Which of the following defines correctly the internal rate of return?
D. It is the present value of the net future cash flows expected from an investment.
The internal rate of return is the discount rate that equates the present value of the benefits from an investment project with the present value of the costs of the project.
Which of the following statements concerning the investment decision-making process is (are) correct?
I If the internal rate of return exceeds the cost of borrowing, an investment project is acceptable.
II If the cost of borrowing exceeds the internal rate of return, an investment project is not acceptable.
C. Both I and II
An IRR that exceeds the cost of capital means a net gain to the investor, whereas an IRR that is lower than the cost of capital means a net loss to the investor.
According to the classical theory, all the following statements concerning the interest rate and the demands for investment funds are correct, EXCEPT:
C. The slope of the demand curve relating interest rates and investment volume reflects the increasing net marginal productivity of investment.
According to the classical theory, the demand curve slopes down and to the right. This means that as more and more investment projects are taken on, their net marginal productivity becomes lower and lower.
Which of the following statements concerning the limitations of the classical theory of interest is (are) correct?
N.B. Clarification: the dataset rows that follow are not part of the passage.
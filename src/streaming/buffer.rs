//! Per-Stream Buffering and Flush
//!
//! Serialized records accumulate per stream name until a stream reaches the
//! flush threshold. A flush writes the whole batch as one newline-joined
//! object and then acknowledges it with a STATE message.
//!
//! ## Per-stream state machine
//!
//! ```text
//! EMPTY → ACCUMULATING (1..threshold-1) → READY (≥ threshold) → flush → EMPTY
//! ```
//!
//! ## Invariants
//!
//! - Records keep arrival order within a stream, across batches.
//! - `flushed_count` only grows, and only after a successful write.
//! - An empty buffer is never written.
//! - A failed write leaves the buffer untouched and is returned to the caller.

use crate::streaming::clock::StreamingClock;
use crate::streaming::error::TargetError;
use crate::streaming::object_store::ObjectStore;
use crate::streaming::protocol::StateMessage;
use crate::streaming::state::StateEmitter;
use std::collections::BTreeMap;
use std::io::Write;
use tracing::{debug, info, warn};

/// Pending and flushed records for one stream
#[derive(Debug, Clone, Default)]
pub struct StreamBuffer {
    /// Serialized payloads in arrival order
    pending: Vec<String>,
    /// Records durably written for this stream during this run
    flushed_count: u64,
    /// Key of the most recent flush, used to flag same-instant collisions
    last_key: Option<String>,
}

impl StreamBuffer {
    pub fn pending(&self) -> &[String] {
        &self.pending
    }

    pub fn flushed_count(&self) -> u64 {
        self.flushed_count
    }
}

/// Outcome of one successful flush
#[derive(Debug, Clone, PartialEq, Eq)]
pub struct FlushResult {
    pub stream: String,
    /// Object key written
    pub key: String,
    /// Records in this batch
    pub records: usize,
    /// Stream total after this batch
    pub cumulative_count: u64,
}

/// Owns every stream's buffer and performs flushes
///
/// Streams are kept in a `BTreeMap`, so multi-stream drains run in
/// stream-name order.
pub struct StreamBufferManager<S: ObjectStore, C: StreamingClock, W: Write> {
    store: S,
    clock: C,
    bucket: String,
    emitter: StateEmitter<W>,
    buffers: BTreeMap<String, StreamBuffer>,
}

impl<S: ObjectStore, C: StreamingClock, W: Write> StreamBufferManager<S, C, W> {
    pub fn new(store: S, clock: C, bucket: impl Into<String>, sink: W) -> Self {
        StreamBufferManager {
            store,
            clock,
            bucket: bucket.into(),
            emitter: StateEmitter::new(sink),
            buffers: BTreeMap::new(),
        }
    }

    /// Append a serialized record, creating the stream's buffer on first use.
    /// Returns the new pending length for the stream.
    pub fn append(&mut self, stream: &str, payload: String) -> usize {
        if let Some(buffer) = self.buffers.get_mut(stream) {
            buffer.pending.push(payload);
            return buffer.pending.len();
        }

        debug!(stream, "New stream");
        self.buffers.insert(
            stream.to_string(),
            StreamBuffer {
                pending: vec![payload],
                ..StreamBuffer::default()
            },
        );
        1
    }

    /// Flush every stream holding at least `threshold` records.
    ///
    /// A threshold of 0 flushes every non-empty stream (end-of-input drain).
    pub async fn check_and_flush(
        &mut self,
        threshold: usize,
    ) -> Result<Vec<FlushResult>, TargetError> {
        let ready: Vec<String> = self
            .buffers
            .iter()
            .filter(|(_, b)| b.pending.len() >= threshold && !b.pending.is_empty())
            .map(|(name, _)| name.clone())
            .collect();

        let mut results = Vec::with_capacity(ready.len());
        for stream in ready {
            if let Some(result) = self.flush_one(&stream).await? {
                results.push(result);
            }
        }
        Ok(results)
    }

    /// Flush everything that is still pending
    pub async fn drain(&mut self) -> Result<Vec<FlushResult>, TargetError> {
        self.check_and_flush(0).await
    }

    /// Write one stream's pending records as a single object.
    ///
    /// Returns `None` for an unknown or empty stream.
    pub async fn flush_one(&mut self, stream: &str) -> Result<Option<FlushResult>, TargetError> {
        let Some(buffer) = self.buffers.get_mut(stream) else {
            return Ok(None);
        };
        if buffer.pending.is_empty() {
            return Ok(None);
        }

        let key = format!("{}/{}", stream, self.clock.now().to_iso8601());
        if buffer.last_key.as_deref() == Some(key.as_str()) {
            // Same stream, same timestamp: the write below replaces the previous batch
            warn!(
                stream,
                key = %key,
                "Flush key collides with previous flush, object will be overwritten"
            );
        }

        let body = buffer.pending.join("\n");
        let records = buffer.pending.len();

        self.store
            .put(&self.bucket, &key, body.as_bytes())
            .await
            .map_err(|e| TargetError::store(&self.bucket, &key, e))?;

        buffer.flushed_count += records as u64;
        buffer.pending.clear();
        buffer.last_key = Some(key.clone());
        let cumulative_count = buffer.flushed_count;

        info!(
            stream,
            key = %key,
            records,
            count = cumulative_count,
            bytes = body.len(),
            "Flushed batch"
        );

        self.emitter
            .emit(StateMessage::new(stream, cumulative_count))
            .map_err(TargetError::Output)?;

        Ok(Some(FlushResult {
            stream: stream.to_string(),
            key,
            records,
            cumulative_count,
        }))
    }

    /// Records written so far for `stream` (0 if never seen)
    pub fn flushed_count(&self, stream: &str) -> u64 {
        self.buffers.get(stream).map_or(0, |b| b.flushed_count)
    }

    /// Records waiting for `stream` (0 if never seen)
    pub fn pending_len(&self, stream: &str) -> usize {
        self.buffers.get(stream).map_or(0, |b| b.pending.len())
    }

    /// Total records waiting across all streams
    pub fn total_pending(&self) -> usize {
        self.buffers.values().map(|b| b.pending.len()).sum()
    }

    pub fn buffer(&self, stream: &str) -> Option<&StreamBuffer> {
        self.buffers.get(stream)
    }

    /// Known stream names, sorted
    pub fn streams(&self) -> impl Iterator<Item = &str> {
        self.buffers.keys().map(String::as_str)
    }

    pub fn store(&self) -> &S {
        &self.store
    }

    pub fn emitter(&self) -> &StateEmitter<W> {
        &self.emitter
    }
}
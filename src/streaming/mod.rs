//! Streaming Record Persistence
//!
//! Consumes Singer RECORD messages line by line, buffers them per stream,
//! and writes each full buffer as one object to a bucket. Every write is
//! acknowledged on the output with a STATE message carrying the stream's
//! cumulative persisted count.
//!
//! ## Architecture
//!
//! ```text
//! stdin line → decode_line → StreamBufferManager → ObjectStore
//!                                     ↓
//!                              StateEmitter → stdout
//! ```
//!
//! ## Key Features
//!
//! - **Opaque payloads**: records are persisted exactly as received
//! - **Per-stream batching**: one object per `buffer_size` records
//! - **At-least-once progress**: STATE counts only cover written objects
//! - **Fail-fast**: any decode, storage or output error ends the run

pub mod buffer;
pub mod clock;
pub mod config;
pub mod dst;
pub mod error;
pub mod object_store;
pub mod processor;
pub mod protocol;
#[cfg(feature = "s3")]
pub mod s3_store;
pub mod simulated_store;
pub mod state;

pub use buffer::{FlushResult, StreamBuffer, StreamBufferManager};
pub use clock::{ProductionClock, SimulatedClock, StreamingClock, StreamingTimestamp};
pub use config::{ConfigError, ObjectStoreType, S3Config, TargetConfig, DEFAULT_BUFFER_SIZE};
pub use dst::{
    run_dst_batch, summarize_batch, BufferDSTConfig, BufferDSTHarness, BufferDSTResult,
    BufferWorkload,
};
pub use error::TargetError;
pub use object_store::{InMemoryObjectStore, LocalFsObjectStore, ObjectStore, ObjectStoreError};
pub use processor::{LineProcessor, RunSummary};
pub use protocol::{decode_line, DecodeError, RecordMessage, StateMessage, StateValue};
#[cfg(feature = "s3")]
pub use s3_store::S3ObjectStore;
pub use simulated_store::{SimulatedObjectStore, SimulatedStoreConfig, SimulatedStoreStats};
pub use state::StateEmitter;

use std::io::{Error as IoError, ErrorKind};
use std::sync::Arc;

/// Build the object store selected by the config
pub fn create_store(config: &TargetConfig) -> Result<Arc<dyn ObjectStore>, IoError> {
    match config.store {
        #[cfg(feature = "s3")]
        ObjectStoreType::S3 => Ok(Arc::new(S3ObjectStore::new(config.s3.clone()))),
        #[cfg(not(feature = "s3"))]
        ObjectStoreType::S3 => Err(IoError::new(
            ErrorKind::Unsupported,
            "built without the `s3` feature",
        )),
        ObjectStoreType::LocalFs => {
            let path = config.local_path.clone().ok_or_else(|| {
                IoError::new(ErrorKind::InvalidInput, "local_path is required for local_fs")
            })?;
            Ok(Arc::new(LocalFsObjectStore::new(path)))
        }
        ObjectStoreType::InMemory => Ok(Arc::new(InMemoryObjectStore::with_bucket(
            &config.bucket_name,
        ))),
    }
}

#[cfg(test)]
mod tests {
    use super::*;

    #[tokio::test]
    async fn test_create_in_memory_store_has_bucket() {
        let config = TargetConfig::test("landing", 10);
        let store = create_store(&config).unwrap();
        assert!(store.bucket_exists("landing").await.unwrap());
    }

    #[tokio::test]
    async fn test_create_local_fs_store() {
        let dir = tempfile::tempdir().unwrap();
        let config = TargetConfig {
            store: ObjectStoreType::LocalFs,
            local_path: Some(dir.path().to_path_buf()),
            ..TargetConfig::new("landing")
        };
        let store = create_store(&config).unwrap();
        assert!(!store.bucket_exists("landing").await.unwrap());
    }
}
I It ignores the powers of the commercial banking system to create money and credit that can finance investment and ignores consumers and governments as important borrowers.
II It assumes that income, rather than interest rates, is the most important determinant of the volume of household savings.
A. I only
The classical theory overlooks the ability of the banking system to create money and the importance of government and consumers as borrowers. Also, the classical theory assumes that interest rates, not income levels, are the principal determinant of the volume of household savings.
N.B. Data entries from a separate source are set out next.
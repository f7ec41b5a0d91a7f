//! Target Configuration
//!
//! Loaded once at startup from a JSON document (the Singer convention is a
//! `config.json` passed with `--config`) and immutable afterwards.

use serde::{Deserialize, Serialize};
use std::path::{Path, PathBuf};

/// Records buffered per stream before a flush is triggered
pub const DEFAULT_BUFFER_SIZE: usize = 1000;

/// Error type for configuration loading
#[derive(Debug)]
pub enum ConfigError {
    /// Config file could not be read
    Io { path: PathBuf, source: std::io::Error },
    /// Config file is not valid JSON or has wrongly-typed fields
    Json(serde_json::Error),
    /// Config parsed but a value is unusable
    Invalid(String),
}

impl std::fmt::Display for ConfigError {
    fn fmt(&self, f: &mut std::fmt::Formatter<'_>) -> std::fmt::Result {
        match self {
            ConfigError::Io { path, source } => {
                write!(f, "Cannot read config {}: {}", path.display(), source)
            }
            ConfigError::Json(e) => write!(f, "Invalid config JSON: {}", e),
            ConfigError::Invalid(msg) => write!(f, "Invalid config: {}", msg),
        }
    }
}

impl std::error::Error for ConfigError {
    fn source(&self) -> Option<&(dyn std::error::Error + 'static)> {
        match self {
            ConfigError::Io { source, .. } => Some(source),
            ConfigError::Json(e) => Some(e),
            ConfigError::Invalid(_) => None,
        }
    }
}

impl From<serde_json::Error> for ConfigError {
    fn from(e: serde_json::Error) -> Self {
        ConfigError::Json(e)
    }
}

/// Type of object store backend
#[derive(Debug, Clone, Copy, PartialEq, Eq, Default, Serialize, Deserialize)]
#[serde(rename_all = "snake_case")]
pub enum ObjectStoreType {
    /// Amazon S3 or compatible
    #[default]
    S3,
    /// Local filesystem, one directory per bucket
    LocalFs,
    /// In-memory store (for tests and dry runs)
    InMemory,
}

/// S3 connection overrides
///
/// Anything left unset falls back to the standard AWS environment.
#[derive(Debug, Clone, Default, PartialEq, Eq, Serialize, Deserialize)]
pub struct S3Config {
    /// AWS region
    pub region: Option<String>,
    /// Custom endpoint (for S3-compatible services like MinIO)
    pub endpoint: Option<String>,
}

/// Target configuration
#[derive(Debug, Clone, PartialEq, Eq, Serialize, Deserialize)]
pub struct TargetConfig {
    /// Destination bucket
    pub bucket_name: String,
    /// Buffered records per stream that trigger a flush
    #[serde(default = "default_buffer_size")]
    pub buffer_size: usize,
    /// Storage backend
    #[serde(default)]
    pub store: ObjectStoreType,
    /// Base directory (for `local_fs` store)
    #[serde(default)]
    pub local_path: Option<PathBuf>,
    /// S3 overrides (for `s3` store)
    #[serde(flatten)]
    pub s3: S3Config,
}

fn default_buffer_size() -> usize {
    DEFAULT_BUFFER_SIZE
}

impl TargetConfig {
    /// Minimal config for the given bucket, all other fields defaulted
    pub fn new(bucket_name: impl Into<String>) -> Self {
        TargetConfig {
            bucket_name: bucket_name.into(),
            buffer_size: DEFAULT_BUFFER_SIZE,
            store: ObjectStoreType::default(),
            local_path: None,
            s3: S3Config::default(),
        }
    }

    /// Configuration for tests (in-memory store)
    pub fn test(bucket_name: impl Into<String>, buffer_size: usize) -> Self {
        TargetConfig {
            buffer_size,
            store: ObjectStoreType::InMemory,
            ..TargetConfig::new(bucket_name)
        }
    }

    /// Parse and validate a JSON config document
    pub fn from_json(json: &str) -> Result<Self, ConfigError> {
        let config: TargetConfig = serde_json::from_str(json)?;
        config.validate()?;
        Ok(config)
    }

    /// Read, parse and validate a JSON config file
    pub fn load(path: &Path) -> Result<Self, ConfigError> {
        let json = std::fs::read_to_string(path).map_err(|source| ConfigError::Io {
            path: path.to_path_buf(),
            source,
        })?;
        Self::from_json(&json)
    }

    pub fn validate(&self) -> Result<(), ConfigError> {
        if self.bucket_name.trim().is_empty() {
            return Err(ConfigError::Invalid("bucket_name must not be empty".into()));
        }
        // Zero is reserved for the end-of-input drain
        if self.buffer_size == 0 {
            return Err(ConfigError::Invalid(
                "buffer_size must be a positive integer".into(),
            ));
        }
        if self.store == ObjectStoreType::LocalFs && self.local_path.is_none() {
            return Err(ConfigError::Invalid(
                "local_path is required when store is local_fs".into(),
            ));
        }
        Ok(())
    }
}

#[cfg(test)]
mod tests {
    use super::*;

    #[test]
    fn test_minimal_config_defaults() {
        let config = TargetConfig::from_json(r#"{"bucket_name": "landing"}"#).unwrap();
        assert_eq!(config.bucket_name, "landing");
        assert_eq!(config.buffer_size, DEFAULT_BUFFER_SIZE);
        assert_eq!(config.store, ObjectStoreType::S3);
        assert_eq!(config.s3, S3Config::default());
    }

    #[test]
    fn test_full_config() {
        let config = TargetConfig::from_json(
            r#"{
                "bucket_name": "landing",
                "buffer_size": 50,
                "store": "s3",
                "region": "eu-west-1",
                "endpoint": "http://localhost:9000",
                "orchestrator_key": true
            }"#,
        )
        .unwrap();
        assert_eq!(config.buffer_size, 50);
        assert_eq!(config.s3.region.as_deref(), Some("eu-west-1"));
        assert_eq!(config.s3.endpoint.as_deref(), Some("http://localhost:9000"));
    }

    #[test]
    fn test_missing_bucket_name() {
        let err = TargetConfig::from_json(r#"{"buffer_size": 10}"#).unwrap_err();
        assert!(matches!(err, ConfigError::Json(_)));
    }

    #[test]
    fn test_zero_buffer_size_rejected() {
        let err =
            TargetConfig::from_json(r#"{"bucket_name": "b", "buffer_size": 0}"#).unwrap_err();
        assert!(matches!(err, ConfigError::Invalid(_)));
    }

    #[test]
    fn test_negative_buffer_size_rejected() {
        let err =
            TargetConfig::from_json(r#"{"bucket_name": "b", "buffer_size": -5}"#).unwrap_err();
        assert!(matches!(err, ConfigError::Json(_)));
    }

    #[test]
    fn test_local_fs_requires_path() {
        let err = TargetConfig::from_json(r#"{"bucket_name": "b", "store": "local_fs"}"#)
            .unwrap_err();
        assert!(matches!(err, ConfigError::Invalid(_)));

        let config = TargetConfig::from_json(
            r#"{"bucket_name": "b", "store": "local_fs", "local_path": "/tmp/out"}"#,
        )
        .unwrap();
        assert_eq!(config.local_path, Some(PathBuf::from("/tmp/out")));
    }

    #[test]
    fn test_load_from_file() {
        let dir = tempfile::tempdir().unwrap();
        let path = dir.path().join("config.json");
        std::fs::write(&path, r#"{"bucket_name": "landing", "buffer_size": 3}"#).unwrap();

        let config = TargetConfig::load(&path).unwrap();
        assert_eq!(
            config,
            TargetConfig {
                store: ObjectStoreType::S3,
                ..TargetConfig::test("landing", 3)
            }
        );

        let err = TargetConfig::load(&dir.path().join("missing.json")).unwrap_err();
        assert!(matches!(err, ConfigError::Io { .. }));
    }
}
According to the liquidity preference theory, all the following statements concerning the demand for money and motives for holding money are correct, EXCEPT:
B. The total demand for money is the sum of the transactions and precautionary demands, less the speculative demand for money.
Under the liquidity preference theory, the total demand for money is the sum of three components: the transactions demand, the precautionary demand, and the speculative demand.
According to the liquidity preference theory, which of the following statements concerning the supply of money is correct?
D. It is closely regulated or controlled by government.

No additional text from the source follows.